Pardon my language, but that pithy, Vietnam-era expression that is the title of this post is the first and only thing that came to mind today when I saw the news about President Bush’s picks for the Medal of Freedom: Bremmer, Franks, and…ta da…Mr. SlamDunk Tenet!! I wonder if Mr. Wolfowitz was miffed that he didn’t get the bauble, but he is a sort of backroom, low profile guy, perhaps.Well, the image above of the old parable, The Blind Leading the Blind (Breughel) seems apt here. Perhaps they were not so much the blind leading our non-sightful leader, as the willing-to-see-nothing leading the blind. Does it matter in the end?
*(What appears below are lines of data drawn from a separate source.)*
//! The error kinds every caller of a tool or HTTP endpoint can observe.
//!
//! One enum, mapped to an HTTP status at the transport edge and to an MCP
//! tool error content block at the dispatcher edge. Internal code keeps
//! using `anyhow::Result` for ordinary fallible operations and converts
//! into a specific [`QuothError`] variant only where the boundary needs one.

use thiserror::Error;

#[derive(Debug, Error)]
pub enum QuothError {
    #[error("unauthenticated")]
    Unauthenticated,

    #[error("forbidden: {0}")]
    Forbidden(String),

    #[error("not found: {0}")]
    NotFound(String),

    #[error("validation error: {0}")]
    ValidationError(String),

    #[error("conflict: {0}")]
    Conflict(String),

    #[error("rate limited, retry after {retry_after_secs}s")]
    RateLimited { retry_after_secs: u64 },

    /// Not a hard error — callers degrade to the keyword-fallback path and
    /// surface `tier_message` rather than aborting the request.
    #[error("tier limited: {0}")]
    TierLimited(String),

    #[error("backend unavailable: {0}")]
    BackendUnavailable(String),

    #[error("internal error")]
    Internal(#[from] anyhow::Error),
}

impl QuothError {
    pub fn status_code(&self) -> u16 {
        match self {
            QuothError::Unauthenticated => 401,
            QuothError::Forbidden(_) => 403,
            QuothError::NotFound(_) => 404,
            QuothError::ValidationError(_) => 400,
            QuothError::Conflict(_) => 409,
            QuothError::RateLimited { .. } => 429,
            QuothError::TierLimited(_) => 200,
            QuothError::BackendUnavailable(_) => 503,
            QuothError::Internal(_) => 500,
        }
    }

    pub fn code(&self) -> &'static str {
        match self {
            QuothError::Unauthenticated => "unauthenticated",
            QuothError::Forbidden(_) => "forbidden",
            QuothError::NotFound(_) => "not_found",
            QuothError::ValidationError(_) => "validation_error",
            QuothError::Conflict(_) => "conflict",
            QuothError::RateLimited { .. } => "rate_limited",
            QuothError::TierLimited(_) => "tier_limited",
            QuothError::BackendUnavailable(_) => "backend_unavailable",
            QuothError::Internal(_) => "internal",
        }
    }
}

#[cfg(test)]
mod tests {
    use super::*;

    #[test]
    fn status_codes_match_spec_table() {
        assert_eq!(QuothError::Unauthenticated.status_code(), 401);
        assert_eq!(QuothError::Forbidden("viewer".into()).status_code(), 403);
        assert_eq!(QuothError::NotFound("doc".into()).status_code(), 404);
        assert_eq!(
            QuothError::RateLimited {
                retry_after_secs: 30
            }
            .status_code(),
            429
        );
        assert_eq!(QuothError::TierLimited("free".into()).status_code(), 200);
    }
}
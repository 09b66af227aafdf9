//! HMAC-SHA256 envelope signing, truncated to 16 hex characters.
//!
//! Two call sites per §4.10/§4.11: proposal signatures (`agent_id ||
//! content`) and agent-bus envelope signatures (`from || to || now_iso ||
//! secret`). Both just need "sign this byte string with this secret and
//! truncate"; the call sites differ only in what they concatenate.

use hmac::{Hmac, Mac};
use sha2::Sha256;

type HmacSha256 = Hmac<Sha256>;

/// Number of hex characters a truncated signature carries (§3: "truncated
/// HMAC-SHA256, 16 hex chars").
pub const SIGNATURE_HEX_LEN: usize = 16;

/// Sign `message` with `secret`, returning the first [`SIGNATURE_HEX_LEN`]
/// hex characters of the HMAC-SHA256 digest.
pub fn sign(secret: &str, message: &str) -> String {
    let mut mac =
        HmacSha256::new_from_slice(secret.as_bytes()).expect("HMAC accepts keys of any length");
    mac.update(message.as_bytes());
    let digest = mac.finalize().into_bytes();
    hex::encode(digest)[..SIGNATURE_HEX_LEN].to_string()
}

/// Verify a previously-produced truncated signature without leaking timing
/// information about *where* it differs.
pub fn verify(secret: &str, message: &str, signature: &str) -> bool {
    let expected = sign(secret, message);
    constant_time_eq(expected.as_bytes(), signature.as_bytes())
}

fn constant_time_eq(a: &[u8], b: &[u8]) -> bool {
    if a.len() != b.len() {
        return false;
    }
    let mut diff = 0u8;
    for (x, y) in a.iter().zip(b.iter()) {
        diff |= x ^ y;
    }
    diff == 0
}

/// §4.10: proposal signature is `HMAC(bus_secret, agent_id || content)`.
pub fn sign_proposal(bus_secret: &str, agent_id: &str, content: &str) -> String {
    sign(bus_secret, &format!("{agent_id}{content}"))
}

/// §4.11: envelope signature is `HMAC(secret, from || to || now_iso || secret)`.
pub fn sign_envelope(bus_secret: &str, from: &str, to: &str, now_iso: &str) -> String {
    sign(
        bus_secret,
        &format!("{from}{to}{now_iso}{bus_secret}"),
    )
}

#[cfg(test)]
mod tests {
    use super::*;

    #[test]
    fn signature_is_sixteen_hex_chars() {
        let sig = sign("secret", "hello world");
        assert_eq!(sig.len(), SIGNATURE_HEX_LEN);
        assert!(sig.chars().all(|c| c.is_ascii_hexdigit()));
    }

    #[test]
    fn sign_is_deterministic() {
        assert_eq!(sign("k", "m"), sign("k", "m"));
    }

    #[test]
    fn verify_accepts_matching_and_rejects_tampered() {
        let sig = sign("secret", "payload");
        assert!(verify("secret", "payload", &sig));
        assert!(!verify("secret", "payload-tampered", &sig));
        assert!(!verify("other-secret", "payload", &sig));
    }

    #[test]
    fn proposal_and_envelope_signers_are_distinct_messages() {
        let a = sign_proposal("secret", "agent-1", "content");
        let b = sign_envelope("secret", "agent-1", "agent-2", "2026-01-01T00:00:00Z");
        assert_ne!(a, b);
    }
}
I find it hard to understand how people can think that this Iraq ‘adventure’ is going well. Even if you supported the policy in the beginning – why? I dunno. – it seems pretty obvious that these guys are making it up as they blunder along. Are the Iranians laughing into their sleeves as they view the prospect of turning their arch enemy, the Iraqi state, into a satellite via the mechanism of US sponsored elections in which the Shiites dominate? They couldn’t defeat Saddam in a throwback to WWI slaughter, but they just might help to dismember Iraq ‘peacefully’ and then gobble up a good bit of it. Did anyone in the Administration consider this possibility during their ‘planning?’ Is this what they want?

Man, if you’re going to play Rex Imperator, you’d better be ready for the long haul. Not that I support that, but at least I’d know they were thinking.